Dans la même veine, la création d’un bail emphytéotique environnemental, en tant que nouvel outil contractuel, viendrait s’inscrire comme une mesure facilitatrice, selon le président de la commission : « Aujourd’hui, de nombreux propriétaires fonciers n’ont aucune envie de se séparer de leur terrain qu’il souhaitant préserver pour le transmettre aux générations futures. Nous défendons l’idée que des porteurs projets puissent réaliser des opérations de compensation, sur des terrains dont ils ne vont pas se porter acquéreur ». Concédant ainsi au propriétaire foncier de consentir un droit réel sur son terrain, pour une longue durée.

Dernière mesure pensée en lien avec l’approfondissement de la compensation environnementale, le CSN propose de fluidifier ses mécanismes financiers, en créant un fonds de péréquation à compétence nationale, chargé de récolter les fonds permettant de financer les mesures de gestion des aires protégées. Il soutient par ailleurs l’autorisation, pour le débiteur, d’une obligation de compensation environnementale de verser à titre exceptionnel une somme d’argent dans ce fonds.

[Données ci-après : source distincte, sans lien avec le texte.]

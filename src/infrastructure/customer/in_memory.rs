//! In-memory customer repository implementation

use async_trait::async_trait;
use std::collections::{BTreeMap, HashMap};
use tokio::sync::RwLock;

use crate::domain::customer::{Customer, CustomerId, CustomerRepository};
use crate::domain::DomainError;

#[derive(Debug)]
struct Store {
    customers: BTreeMap<CustomerId, Customer>,
    /// Index for email -> customer ID lookup
    email_index: HashMap<String, CustomerId>,
    next_id: i32,
}

impl Store {
    fn empty() -> Self {
        Self {
            customers: BTreeMap::new(),
            email_index: HashMap::new(),
            next_id: 1,
        }
    }

    fn put(&mut self, customer: Customer, id: CustomerId) {
        self.next_id = self.next_id.max(id.value() + 1);
        self.email_index.insert(customer.email().to_string(), id);
        self.customers.insert(id, customer.with_id(id));
    }
}

/// In-memory implementation of CustomerRepository.
///
/// Owned by whoever constructs it and shared through `Arc`; each instance is
/// an independent store. Email uniqueness is re-checked under the write lock.
#[derive(Debug)]
pub struct InMemoryCustomerRepository {
    store: RwLock<Store>,
}

impl InMemoryCustomerRepository {
    /// Create a new empty repository
    pub fn new() -> Self {
        Self {
            store: RwLock::new(Store::empty()),
        }
    }

    /// Create a repository with initial customers.
    ///
    /// Customers without an id get one assigned in order.
    pub fn with_customers(customers: Vec<Customer>) -> Self {
        let mut store = Store::empty();

        for customer in customers {
            let id = customer
                .id()
                .unwrap_or_else(|| CustomerId::new(store.next_id));
            store.put(customer, id);
        }

        Self {
            store: RwLock::new(store),
        }
    }
}

impl Default for InMemoryCustomerRepository {
    fn default() -> Self {
        Self::new()
    }
}

#[async_trait]
impl CustomerRepository for InMemoryCustomerRepository {
    async fn list(&self) -> Result<Vec<Customer>, DomainError> {
        let store = self.store.read().await;
        Ok(store.customers.values().cloned().collect())
    }

    async fn find(&self, id: CustomerId) -> Result<Option<Customer>, DomainError> {
        let store = self.store.read().await;
        Ok(store.customers.get(&id).cloned())
    }

    async fn find_by_email(&self, email: &str) -> Result<Option<Customer>, DomainError> {
        let store = self.store.read().await;

        Ok(store
            .email_index
            .get(email)
            .and_then(|id| store.customers.get(id))
            .cloned())
    }

    async fn insert(&self, customer: Customer) -> Result<Customer, DomainError> {
        let mut store = self.store.write().await;

        if let Some(id) = customer.id() {
            if store.customers.contains_key(&id) {
                return Err(DomainError::conflict(format!(
                    "customer with id [{}] already exists",
                    id
                )));
            }
        }

        if store.email_index.contains_key(customer.email()) {
            return Err(DomainError::conflict("email already taken"));
        }

        let id = customer
            .id()
            .unwrap_or_else(|| CustomerId::new(store.next_id));
        store.put(customer, id);

        store
            .customers
            .get(&id)
            .cloned()
            .ok_or_else(|| DomainError::internal("inserted customer vanished"))
    }

    async fn exists_by_email(&self, email: &str) -> Result<bool, DomainError> {
        let store = self.store.read().await;
        Ok(store.email_index.contains_key(email))
    }

    async fn exists_by_id(&self, id: CustomerId) -> Result<bool, DomainError> {
        let store = self.store.read().await;
        Ok(store.customers.contains_key(&id))
    }

    async fn delete_by_id(&self, id: CustomerId) -> Result<bool, DomainError> {
        let mut store = self.store.write().await;

        match store.customers.remove(&id) {
            Some(customer) => {
                store.email_index.remove(customer.email());
                Ok(true)
            }
            None => Ok(false),
        }
    }

    async fn update(&self, customer: &Customer) -> Result<(), DomainError> {
        let mut store = self.store.write().await;

        let id = customer
            .id()
            .ok_or_else(|| DomainError::invalid_id("cannot update a customer without an id"))?;

        let old_email = store
            .customers
            .get(&id)
            .map(|c| c.email().to_string())
            .ok_or_else(|| DomainError::not_found(format!("customer with id [{}] not found", id)))?;

        if old_email != customer.email() {
            if store.email_index.contains_key(customer.email()) {
                return Err(DomainError::conflict("email already taken"));
            }

            store.email_index.remove(&old_email);
            store.email_index.insert(customer.email().to_string(), id);
        }

        store.customers.insert(id, customer.clone());

        Ok(())
    }
}

#[cfg(test)]
mod tests {
    use super::*;
    use crate::domain::customer::Gender;

    fn create_test_customer(name: &str, email: &str) -> Customer {
        Customer::new(name, email, "hashed_password", 20, Gender::Male)
    }

    #[tokio::test]
    async fn test_insert_assigns_sequential_ids() {
        let repo = InMemoryCustomerRepository::new();

        let first = repo.insert(create_test_customer("Alex", "alex@example.com")).await.unwrap();
        let second = repo.insert(create_test_customer("Jamila", "jamila@example.com")).await.unwrap();

        assert_eq!(first.id(), Some(CustomerId::new(1)));
        assert_eq!(second.id(), Some(CustomerId::new(2)));
    }

    #[tokio::test]
    async fn test_find_and_find_by_email() {
        let repo = InMemoryCustomerRepository::new();
        let stored = repo.insert(create_test_customer("Alex", "alex@example.com")).await.unwrap();
        let id = stored.id().unwrap();

        let found = repo.find(id).await.unwrap().unwrap();
        assert_eq!(found.name(), "Alex");

        let by_email = repo.find_by_email("alex@example.com").await.unwrap().unwrap();
        assert_eq!(by_email.id(), Some(id));

        assert!(repo.find(CustomerId::new(-1)).await.unwrap().is_none());
        assert!(repo.find_by_email("nobody@example.com").await.unwrap().is_none());
    }

    #[tokio::test]
    async fn test_insert_rejects_duplicate_email() {
        let repo = InMemoryCustomerRepository::new();
        repo.insert(create_test_customer("Alex", "alex@example.com")).await.unwrap();

        let result = repo.insert(create_test_customer("Other", "alex@example.com")).await;
        assert!(matches!(result, Err(DomainError::Conflict { .. })));
        assert_eq!(repo.list().await.unwrap().len(), 1);
    }

    #[tokio::test]
    async fn test_insert_never_overwrites_existing_id() {
        let repo = InMemoryCustomerRepository::new();
        let stored = repo.insert(create_test_customer("Alex", "alex@example.com")).await.unwrap();

        let clash = create_test_customer("Jamila", "jamila@example.com").with_id(stored.id().unwrap());
        let result = repo.insert(clash).await;

        assert!(matches!(result, Err(DomainError::Conflict { .. })));
        let kept = repo.find(stored.id().unwrap()).await.unwrap().unwrap();
        assert_eq!(kept.name(), "Alex");
    }

    #[tokio::test]
    async fn test_exists_predicates() {
        let repo = InMemoryCustomerRepository::new();
        let stored = repo.insert(create_test_customer("Alex", "alex@example.com")).await.unwrap();

        assert!(repo.exists_by_email("alex@example.com").await.unwrap());
        assert!(!repo.exists_by_email("ALEX@example.com").await.unwrap());
        assert!(repo.exists_by_id(stored.id().unwrap()).await.unwrap());
        assert!(!repo.exists_by_id(CustomerId::new(99)).await.unwrap());
    }

    #[tokio::test]
    async fn test_delete_reports_whether_removed() {
        let repo = InMemoryCustomerRepository::new();
        let stored = repo.insert(create_test_customer("Alex", "alex@example.com")).await.unwrap();
        let id = stored.id().unwrap();

        assert!(repo.delete_by_id(id).await.unwrap());
        assert!(repo.find(id).await.unwrap().is_none());
        assert!(!repo.exists_by_email("alex@example.com").await.unwrap());

        assert!(!repo.delete_by_id(id).await.unwrap());
    }

    #[tokio::test]
    async fn test_update_replaces_record_and_reindexes_email() {
        let repo = InMemoryCustomerRepository::new();
        let mut stored = repo.insert(create_test_customer("Alex", "alex@example.com")).await.unwrap();

        stored.set_email("alex@new.example.com");
        stored.set_age(33);
        repo.update(&stored).await.unwrap();

        let found = repo.find(stored.id().unwrap()).await.unwrap().unwrap();
        assert_eq!(found.age(), 33);
        assert_eq!(found.email(), "alex@new.example.com");
        assert!(!repo.exists_by_email("alex@example.com").await.unwrap());
        assert!(repo.exists_by_email("alex@new.example.com").await.unwrap());
        assert_eq!(repo.list().await.unwrap().len(), 1);
    }

    #[tokio::test]
    async fn test_update_email_conflict() {
        let repo = InMemoryCustomerRepository::new();
        repo.insert(create_test_customer("Alex", "alex@example.com")).await.unwrap();
        let mut jamila = repo.insert(create_test_customer("Jamila", "jamila@example.com")).await.unwrap();

        jamila.set_email("alex@example.com");
        let result = repo.update(&jamila).await;

        assert!(matches!(result, Err(DomainError::Conflict { .. })));
        let kept = repo.find(jamila.id().unwrap()).await.unwrap().unwrap();
        assert_eq!(kept.email(), "jamila@example.com");
    }

    #[tokio::test]
    async fn test_update_missing_customer() {
        let repo = InMemoryCustomerRepository::new();
        let ghost = create_test_customer("Ghost", "ghost@example.com").with_id(CustomerId::new(7));

        let result = repo.update(&ghost).await;
        assert!(matches!(result, Err(DomainError::NotFound { .. })));
    }

    #[tokio::test]
    async fn test_with_customers_and_stable_order() {
        let repo = InMemoryCustomerRepository::with_customers(vec![
            create_test_customer("Alex", "alex@example.com"),
            create_test_customer("Jamila", "jamila@example.com"),
        ]);

        let names: Vec<String> = repo
            .list()
            .await
            .unwrap()
            .iter()
            .map(|c| c.name().to_string())
            .collect();
        assert_eq!(names, vec!["Alex", "Jamila"]);

        let next = repo.insert(create_test_customer("Ana", "ana@example.com")).await.unwrap();
        assert_eq!(next.id(), Some(CustomerId::new(3)));
    }

    #[tokio::test]
    async fn test_instances_are_independent() {
        let first = InMemoryCustomerRepository::new();
        let second = InMemoryCustomerRepository::new();

        first.insert(create_test_customer("Alex", "alex@example.com")).await.unwrap();

        assert!(second.list().await.unwrap().is_empty());
    }
}
//! Database migrations infrastructure

use sqlx::postgres::PgPool;
use tracing::info;

use crate::domain::DomainError;

/// PostgreSQL migrator tracking applied versions in `_migrations`
#[derive(Debug)]
pub struct PostgresMigrator {
    pool: PgPool,
}

impl PostgresMigrator {
    pub fn new(pool: PgPool) -> Self {
        Self { pool }
    }

    /// Creates the migrations table if it doesn't exist
    async fn ensure_migrations_table(&self) -> Result<(), DomainError> {
        sqlx::query(
            r#"
            CREATE TABLE IF NOT EXISTS _migrations (
                version BIGINT PRIMARY KEY,
                description TEXT NOT NULL,
                installed_on TIMESTAMPTZ NOT NULL DEFAULT NOW(),
                success BOOLEAN NOT NULL DEFAULT TRUE
            )
            "#,
        )
        .execute(&self.pool)
        .await
        .map_err(|e| DomainError::storage(format!("Failed to create migrations table: {}", e)))?;

        Ok(())
    }

    async fn is_applied(&self, version: i64) -> Result<bool, DomainError> {
        sqlx::query_scalar("SELECT EXISTS(SELECT 1 FROM _migrations WHERE version = $1)")
            .bind(version)
            .fetch_one(&self.pool)
            .await
            .map_err(|e| DomainError::storage(format!("Failed to check migration status: {}", e)))
    }

    /// Runs a single migration; returns false if it was already applied
    pub async fn run_migration(&self, migration: &Migration) -> Result<bool, DomainError> {
        self.ensure_migrations_table().await?;

        if self.is_applied(migration.version).await? {
            return Ok(false);
        }

        let mut tx = self
            .pool
            .begin()
            .await
            .map_err(|e| DomainError::storage(format!("Failed to start migration: {}", e)))?;

        sqlx::query(&migration.up)
            .execute(&mut *tx)
            .await
            .map_err(|e| {
                DomainError::storage(format!(
                    "Failed to run migration {}: {}",
                    migration.version, e
                ))
            })?;

        sqlx::query("INSERT INTO _migrations (version, description) VALUES ($1, $2)")
            .bind(migration.version)
            .bind(&migration.description)
            .execute(&mut *tx)
            .await
            .map_err(|e| {
                DomainError::storage(format!("Failed to record migration {}: {}", migration.version, e))
            })?;

        tx.commit()
            .await
            .map_err(|e| DomainError::storage(format!("Failed to commit migration: {}", e)))?;

        info!(version = migration.version, description = %migration.description, "Applied migration");
        Ok(true)
    }

    /// Reverts a single migration; returns false if it was not applied
    pub async fn revert_migration(&self, migration: &Migration) -> Result<bool, DomainError> {
        self.ensure_migrations_table().await?;

        if !self.is_applied(migration.version).await? {
            return Ok(false);
        }

        let mut tx = self
            .pool
            .begin()
            .await
            .map_err(|e| DomainError::storage(format!("Failed to start revert: {}", e)))?;

        sqlx::query(&migration.down)
            .execute(&mut *tx)
            .await
            .map_err(|e| {
                DomainError::storage(format!(
                    "Failed to revert migration {}: {}",
                    migration.version, e
                ))
            })?;

        sqlx::query("DELETE FROM _migrations WHERE version = $1")
            .bind(migration.version)
            .execute(&mut *tx)
            .await
            .map_err(|e| {
                DomainError::storage(format!(
                    "Failed to remove migration record {}: {}",
                    migration.version, e
                ))
            })?;

        tx.commit()
            .await
            .map_err(|e| DomainError::storage(format!("Failed to commit revert: {}", e)))?;

        info!(version = migration.version, "Reverted migration");
        Ok(true)
    }

    /// Returns the latest applied migration version
    pub async fn current_version(&self) -> Result<Option<i64>, DomainError> {
        self.ensure_migrations_table().await?;

        sqlx::query_scalar("SELECT MAX(version) FROM _migrations WHERE success = TRUE")
            .fetch_one(&self.pool)
            .await
            .map_err(|e| DomainError::storage(format!("Failed to get migration version: {}", e)))
    }
}

/// Represents a database migration
#[derive(Debug, Clone)]
pub struct Migration {
    pub version: i64,
    pub description: String,
    /// SQL to run when applying the migration
    pub up: String,
    /// SQL to run when reverting the migration
    pub down: String,
}

impl Migration {
    pub fn new(
        version: i64,
        description: impl Into<String>,
        up: impl Into<String>,
        down: impl Into<String>,
    ) -> Self {
        Self {
            version,
            description: description.into(),
            up: up.into(),
            down: down.into(),
        }
    }
}

/// Schema of the customer directory, in ascending version order
pub fn customer_migrations() -> Vec<Migration> {
    vec![Migration::new(
        1,
        "Create customer table",
        r#"
        CREATE TABLE IF NOT EXISTS customer (
            id SERIAL PRIMARY KEY,
            name TEXT NOT NULL,
            email TEXT NOT NULL,
            password TEXT NOT NULL,
            age INT NOT NULL,
            gender TEXT NOT NULL,
            CONSTRAINT customer_email_unique UNIQUE (email)
        )
        "#,
        "DROP TABLE IF EXISTS customer",
    )]
}

/// Apply all pending customer migrations
pub async fn run_customer_migrations(pool: &PgPool) -> Result<(), DomainError> {
    let migrator = PostgresMigrator::new(pool.clone());

    for migration in customer_migrations() {
        migrator.run_migration(&migration).await?;
    }

    Ok(())
}

/// Revert the most recently applied customer migration, returning its version
pub async fn revert_last_customer_migration(pool: &PgPool) -> Result<Option<i64>, DomainError> {
    let migrator = PostgresMigrator::new(pool.clone());

    let Some(current) = migrator.current_version().await? else {
        return Ok(None);
    };

    match customer_migrations().into_iter().find(|m| m.version == current) {
        Some(migration) => {
            migrator.revert_migration(&migration).await?;
            Ok(Some(current))
        }
        None => Err(DomainError::storage(format!(
            "Applied migration {} is unknown to this build",
            current
        ))),
    }
}
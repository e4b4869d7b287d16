//! Infrastructure layer - Storage backends, hashing, tokens and logging

pub mod auth;
pub mod customer;
pub mod logging;
pub mod storage;
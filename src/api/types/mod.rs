//! Request and response types shared by the HTTP handlers

pub mod error;
pub mod json;

pub use error::{ApiError, ApiErrorDetail, ApiErrorResponse, ApiErrorType};
pub use json::Json;
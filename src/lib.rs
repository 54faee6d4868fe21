//! HR Assistant Client Core
//!
//! Session lifecycle, credential storage and renewal, and the chat
//! gateway for the HR assistant. Used by the desktop shell; everything
//! presentational (rendering, routing, theming) lives there, not here.

pub mod auth;
pub mod chat;
pub mod config;

// Re-export commonly used items
pub use auth::http_client::ApiClient;
pub use auth::manager::SessionManager;
pub use auth::manager::login_failure_message;
pub use auth::storage::TokenStore;
pub use auth::types::{AuthError, Credentials, SessionEvent, SessionState, UserProfile};
pub use chat::ChatGateway;
pub use chat::types::{ChatMessage, ChatReply, MessageOrigin};
pub use config::ClientConfig;
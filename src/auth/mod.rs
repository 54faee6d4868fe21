//! Authentication module for the HR assistant client
//!
//! Handles the authenticated session layer:
//! - Username/password login against the backend
//! - Durable token storage
//! - Transparent single-retry credential renewal on expiry
//! - Session bootstrap/login/logout state machine

pub mod http_client;
pub mod manager;
pub mod storage;
pub mod types;

pub use manager::{SessionHandle, SessionManager};
pub use types::*;
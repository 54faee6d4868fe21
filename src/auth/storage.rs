//! Durable credential storage
//!
//! File-backed key/value holder for the access/refresh token pair. The
//! store has no business logic: no expiry tracking, no token parsing.
//! Writes are immediately visible to subsequent reads in the same
//! process, and the file survives restarts.

use super::types::{AuthError, Credentials};
use base64::{Engine as _, engine::general_purpose::STANDARD as BASE64};
use log::{debug, error, info};
use std::path::{Path, PathBuf};

const APP_NAME: &str = "HRChat";
const CREDENTIALS_FILE: &str = "credentials.dat";

// Simple obfuscation key - not cryptographically secure but prevents casual
// reading of the token file. The trust boundary is the transport layer.
const OBFUSCATION_KEY: &[u8] = b"HRChatCredentialStorage";

/// File-backed store for the bearer credential pair
pub struct TokenStore {
    data_dir: PathBuf,
}

impl TokenStore {
    /// Create a store under the platform data directory
    pub fn new() -> Result<Self, AuthError> {
        let data_dir = dirs::data_local_dir()
            .map(|d| d.join(APP_NAME))
            .ok_or_else(|| {
                AuthError::StorageError("Could not determine data directory".to_string())
            })?;
        Self::with_dir(data_dir)
    }

    /// Create a store rooted at an explicit directory
    pub fn with_dir(dir: impl AsRef<Path>) -> Result<Self, AuthError> {
        let data_dir = dir.as_ref().to_path_buf();

        std::fs::create_dir_all(&data_dir).map_err(|e| {
            AuthError::StorageError(format!("Failed to create data directory: {}", e))
        })?;

        debug!("TokenStore initialized at {}", data_dir.display());

        Ok(Self { data_dir })
    }

    fn credentials_path(&self) -> PathBuf {
        self.data_dir.join(CREDENTIALS_FILE)
    }

    /// Simple XOR obfuscation (symmetric: applying twice recovers the input)
    fn obfuscate(data: &[u8]) -> Vec<u8> {
        data.iter()
            .enumerate()
            .map(|(i, &byte)| byte ^ OBFUSCATION_KEY[i % OBFUSCATION_KEY.len()])
            .collect()
    }

    /// Read the stored credential pair, if any
    ///
    /// A corrupt or unreadable file is deleted and treated as absent;
    /// the session layer then falls back to an anonymous start.
    pub fn get(&self) -> Option<Credentials> {
        let path = self.credentials_path();

        if !path.exists() {
            debug!("No credential file (first run or logged out)");
            return None;
        }

        let encoded = match std::fs::read_to_string(&path) {
            Ok(data) => data,
            Err(e) => {
                error!("Failed to read credential file: {}", e);
                return None;
            }
        };

        let obfuscated = match BASE64.decode(encoded.trim()) {
            Ok(data) => data,
            Err(e) => {
                error!("Failed to decode credential file (base64): {}", e);
                let _ = std::fs::remove_file(&path);
                return None;
            }
        };

        let json_bytes = Self::obfuscate(&obfuscated);
        let json = match String::from_utf8(json_bytes) {
            Ok(s) => s,
            Err(e) => {
                error!("Failed to decode credential file (utf8): {}", e);
                let _ = std::fs::remove_file(&path);
                return None;
            }
        };

        match serde_json::from_str::<Credentials>(&json) {
            Ok(credentials) => {
                debug!("Loaded stored credentials");
                Some(credentials)
            }
            Err(e) => {
                error!("Failed to deserialize credential file: {}", e);
                let _ = std::fs::remove_file(&path);
                None
            }
        }
    }

    /// Persist a credential pair, fully overwriting any previous one
    pub fn set(&self, credentials: &Credentials) -> Result<(), AuthError> {
        let path = self.credentials_path();

        let json = serde_json::to_string(credentials).map_err(|e| {
            AuthError::StorageError(format!("Failed to serialize credentials: {}", e))
        })?;

        let obfuscated = Self::obfuscate(json.as_bytes());
        let encoded = BASE64.encode(&obfuscated);

        std::fs::write(&path, &encoded).map_err(|e| {
            error!("Failed to write credential file: {}", e);
            AuthError::StorageError(format!("Failed to write credential file: {}", e))
        })?;

        info!("Stored credential pair ({} bytes)", encoded.len());
        Ok(())
    }

    /// Remove the stored credential pair; no-op when nothing is stored
    pub fn clear(&self) -> Result<(), AuthError> {
        let path = self.credentials_path();
        if path.exists() {
            std::fs::remove_file(&path).map_err(|e| {
                AuthError::StorageError(format!("Failed to delete credential file: {}", e))
            })?;
            info!("Cleared stored credentials");
        }
        Ok(())
    }

    /// Whether a credential file is present (contents not validated)
    pub fn has_credentials(&self) -> bool {
        self.credentials_path().exists()
    }
}

#[cfg(test)]
mod tests {
    use super::*;
    use tempfile::tempdir;

    fn make_credentials() -> Credentials {
        Credentials {
            access_token: "test_access_token_12345".to_string(),
            refresh_token: "test_refresh_token_67890".to_string(),
        }
    }

    #[test]
    fn test_obfuscation_roundtrip() {
        let original = b"Hello, World! This is a test.";
        let obfuscated = TokenStore::obfuscate(original);
        let recovered = TokenStore::obfuscate(&obfuscated);
        assert_eq!(original.as_slice(), recovered.as_slice());
    }

    #[test]
    fn test_storage_roundtrip() {
        let dir = tempdir().unwrap();
        let store = TokenStore::with_dir(dir.path()).unwrap();

        assert!(store.get().is_none());
        assert!(!store.has_credentials());

        let credentials = make_credentials();
        store.set(&credentials).unwrap();
        assert!(store.has_credentials());

        let loaded = store.get().unwrap();
        assert_eq!(loaded, credentials);

        store.clear().unwrap();
        assert!(store.get().is_none());
        assert!(!store.has_credentials());
    }

    #[test]
    fn test_set_overwrites_previous_pair() {
        let dir = tempdir().unwrap();
        let store = TokenStore::with_dir(dir.path()).unwrap();

        store.set(&make_credentials()).unwrap();
        let rotated = Credentials {
            access_token: "A2".to_string(),
            refresh_token: "R2".to_string(),
        };
        store.set(&rotated).unwrap();

        assert_eq!(store.get().unwrap(), rotated);
    }

    #[test]
    fn test_corrupt_file_is_removed_and_treated_as_absent() {
        let dir = tempdir().unwrap();
        let store = TokenStore::with_dir(dir.path()).unwrap();

        std::fs::write(store.credentials_path(), "not base64 at all!!!").unwrap();
        assert!(store.get().is_none());
        // The corrupt file was deleted
        assert!(!store.has_credentials());
    }

    #[test]
    fn test_clear_is_idempotent() {
        let dir = tempdir().unwrap();
        let store = TokenStore::with_dir(dir.path()).unwrap();

        store.clear().unwrap();
        store.set(&make_credentials()).unwrap();
        store.clear().unwrap();
        store.clear().unwrap();
        assert!(store.get().is_none());
    }
}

Pour une ZAN plus souple et pragmatique

Dernière commission, et pas des moindres, l’équipe composée de Michèle Raunet (présidente), François Gouhier et Anne-Laure Dorey, s’est attelée pour sa part à « Réaliser des projets adaptés aux nouveaux modes de vie » et naturellement, adaptés aux mutations des territoires. Privilégiant un « urbanisme de la construction » à celui de la transformation, incitant à la conversion des entrées des villes commerciales en « quartiers mixtes et durables », le CSN a également suggéré de « placer l’environnement au cœur des projets immobiliers et d’aménagements pour sécuriser ceux qui les portent », dès les prémices de leur conception.

Cheval de bataille du congrès, évoqué sans détour par Guillaume Guérin, vice-président de l’AFM, à l’occasion de la session plénière d’ouverture, l’urgence « d’assouplir le ZAN » a bien évidemment constitué le cœur de ses propositions. Acté par la loi Climat et Résilience du 22 août 2021 et assigné aux projets de construction, le fameux Zéro Artificialisation Nette, s’il incarne en lui-même une véritable révolution en matière de construction, puisqu’il interdit de nouvelles autorisations commerciales impliquant une artificialisation des sols, suscite en revanche des inquiétudes profondes.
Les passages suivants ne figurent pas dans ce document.